Let me begin by saying these opinions are not opinions of RunDSM, because RunDSM is the youth. These are the opinions of a confused educator who, like each and every person reading this, is trying to figure out how to use this as a conversation to move forward. And it starts with the youth.

As quickly as CNN popped up on the screen of my space-age Smartphone during lunch Friday, the browser in my mind popped up a picture of the boy who crawls out of his skin while “sitting” in the far left corner desk of my 6th period class. Or the girl who dances in her seat while rhyming the name her favorite teacher (a.k.a. her “teacher crush”) with anything she can possibly think of. I work with kids every day who are screaming for help in uncanny ways. They blurt out as many times as possible just to have a few moments of personal time with you in the hall. They put themselves down in front of the class, spawning giggles and laughter that takes minutes to redirect, so no one else can do it for them. They try, so hard, to push you away, even though you’ve done everything in your power to show them you respect them. They are the faces of mental illness.

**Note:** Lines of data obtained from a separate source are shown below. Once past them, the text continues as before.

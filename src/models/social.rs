// SPDX-License-Identifier: MIT
// Copyright 2026 Roland Dreier <roland@rolandd.dev>

//! Friend relationships, leaderboard rows, and user search results.

use crate::models::User;
use serde::{Deserialize, Serialize};

/// Relationship status. The only transition is `Pending` → `Accepted`;
/// rejection removes the record entirely.
#[derive(Debug, Clone, Copy, PartialEq, Eq, Serialize, Deserialize)]
#[serde(rename_all = "lowercase")]
pub enum FriendStatus {
    Pending,
    Accepted,
}

/// Profile as embedded in social payloads (camelCase fields).
#[derive(Debug, Clone, Deserialize)]
#[serde(rename_all = "camelCase")]
pub struct ProfileWire {
    pub id: String,
    pub username: String,
    #[serde(default)]
    pub display_name: Option<String>,
}

impl From<ProfileWire> for User {
    fn from(wire: ProfileWire) -> Self {
        let display_name = wire
            .display_name
            .filter(|name| !name.is_empty())
            .unwrap_or_else(|| wire.username.clone());
        Self {
            id: wire.id,
            username: wire.username,
            display_name,
            created_at: None,
        }
    }
}

/// A friend edge with denormalized counters for the friends list and
/// leaderboard cards.
#[derive(Debug, Clone, PartialEq)]
pub struct Friend {
    /// Relationship id (what respond actions reference)
    pub id: String,
    /// The other party
    pub user: User,
    pub status: FriendStatus,
    pub streak_count: u32,
    pub today_count: u32,
    pub week_count: u32,
}

#[derive(Debug, Deserialize)]
#[serde(rename_all = "camelCase")]
pub struct FriendWire {
    pub id: String,
    pub user: ProfileWire,
    pub status: FriendStatus,
    #[serde(default)]
    pub streak_count: u32,
    #[serde(default)]
    pub today_count: u32,
    #[serde(default)]
    pub week_count: u32,
}

impl From<FriendWire> for Friend {
    fn from(wire: FriendWire) -> Self {
        Self {
            id: wire.id,
            user: wire.user.into(),
            status: wire.status,
            streak_count: wire.streak_count,
            today_count: wire.today_count,
            week_count: wire.week_count,
        }
    }
}

/// `{friends: [...]}` envelope.
#[derive(Debug, Deserialize)]
pub struct FriendListWire {
    #[serde(default)]
    pub friends: Vec<FriendWire>,
}

/// `{requests: [...]}` envelope for incoming pending requests.
#[derive(Debug, Deserialize)]
pub struct PendingListWire {
    #[serde(default)]
    pub requests: Vec<FriendWire>,
}

/// One leaderboard row for the weekly ranking.
#[derive(Debug, Clone, PartialEq)]
pub struct LeaderboardEntry {
    /// 1-based; ties broken by the server
    pub rank: u32,
    pub user: User,
    /// Entry count over the ranking week
    pub value: u32,
    pub is_current_user: bool,
}

#[derive(Debug, Deserialize)]
#[serde(rename_all = "camelCase")]
pub struct LeaderboardEntryWire {
    pub rank: u32,
    pub user: ProfileWire,
    pub value: u32,
    #[serde(default)]
    pub is_current_user: bool,
}

impl From<LeaderboardEntryWire> for LeaderboardEntry {
    fn from(wire: LeaderboardEntryWire) -> Self {
        Self {
            rank: wire.rank,
            user: wire.user.into(),
            value: wire.value,
            is_current_user: wire.is_current_user,
        }
    }
}

/// `{leaderboard: [...]}` envelope.
#[derive(Debug, Deserialize)]
pub struct LeaderboardWire {
    #[serde(default)]
    pub leaderboard: Vec<LeaderboardEntryWire>,
}

/// Username search hit with its friendship-status annotation.
#[derive(Debug, Clone, PartialEq)]
pub struct UserSearchResult {
    pub user: User,
    /// `None` when there is no relationship with this user yet
    pub friendship_status: Option<FriendStatus>,
}

#[derive(Debug, Deserialize)]
#[serde(rename_all = "camelCase")]
pub struct UserSearchWire {
    #[serde(flatten)]
    pub user: ProfileWire,
    #[serde(default)]
    pub friendship_status: Option<FriendStatus>,
}

impl From<UserSearchWire> for UserSearchResult {
    fn from(wire: UserSearchWire) -> Self {
        Self {
            user: wire.user.into(),
            friendship_status: wire.friendship_status,
        }
    }
}

/// `{users: [...]}` envelope.
#[derive(Debug, Deserialize)]
pub struct SearchListWire {
    #[serde(default)]
    pub users: Vec<UserSearchWire>,
}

I didn’t become an educator to work with students with mental illnesses. I had heard the horrors of special education, the mountains of paperwork coupled with the intense work done with students on a daily basis only to see a shred of progress. I wanted to work with “tough” kids, “poor” kids, kids who could (hopefully) benefit from a girl in a dress with energy for days. But I quickly realized that there isn’t a distinction between kids you work with and kids you don’t. Every single one of them has a way of working themselves into your bloodstream, dragging every last tear and fear into the canal that is your heart. They become the kids you advocate for the most.

In the 5 years I have been teaching, I have watched many people (whom I lovingly refer to as my “teacher heroes”) model positive relationship building. The way they talk to kids, respond to kids, de-escalate kids, it’s remarkable. And it always starts with a conversation.

RunDSM was created for those conversations to take place and for kids to be heard. It’s a space for us to ask kids what they think about the world, and gently nudge them toward the road of compassion.  An environment where activism is the solution and energetic reciprocity the vehicle to getting what you want. Where the youth become a generation of people better than we are today.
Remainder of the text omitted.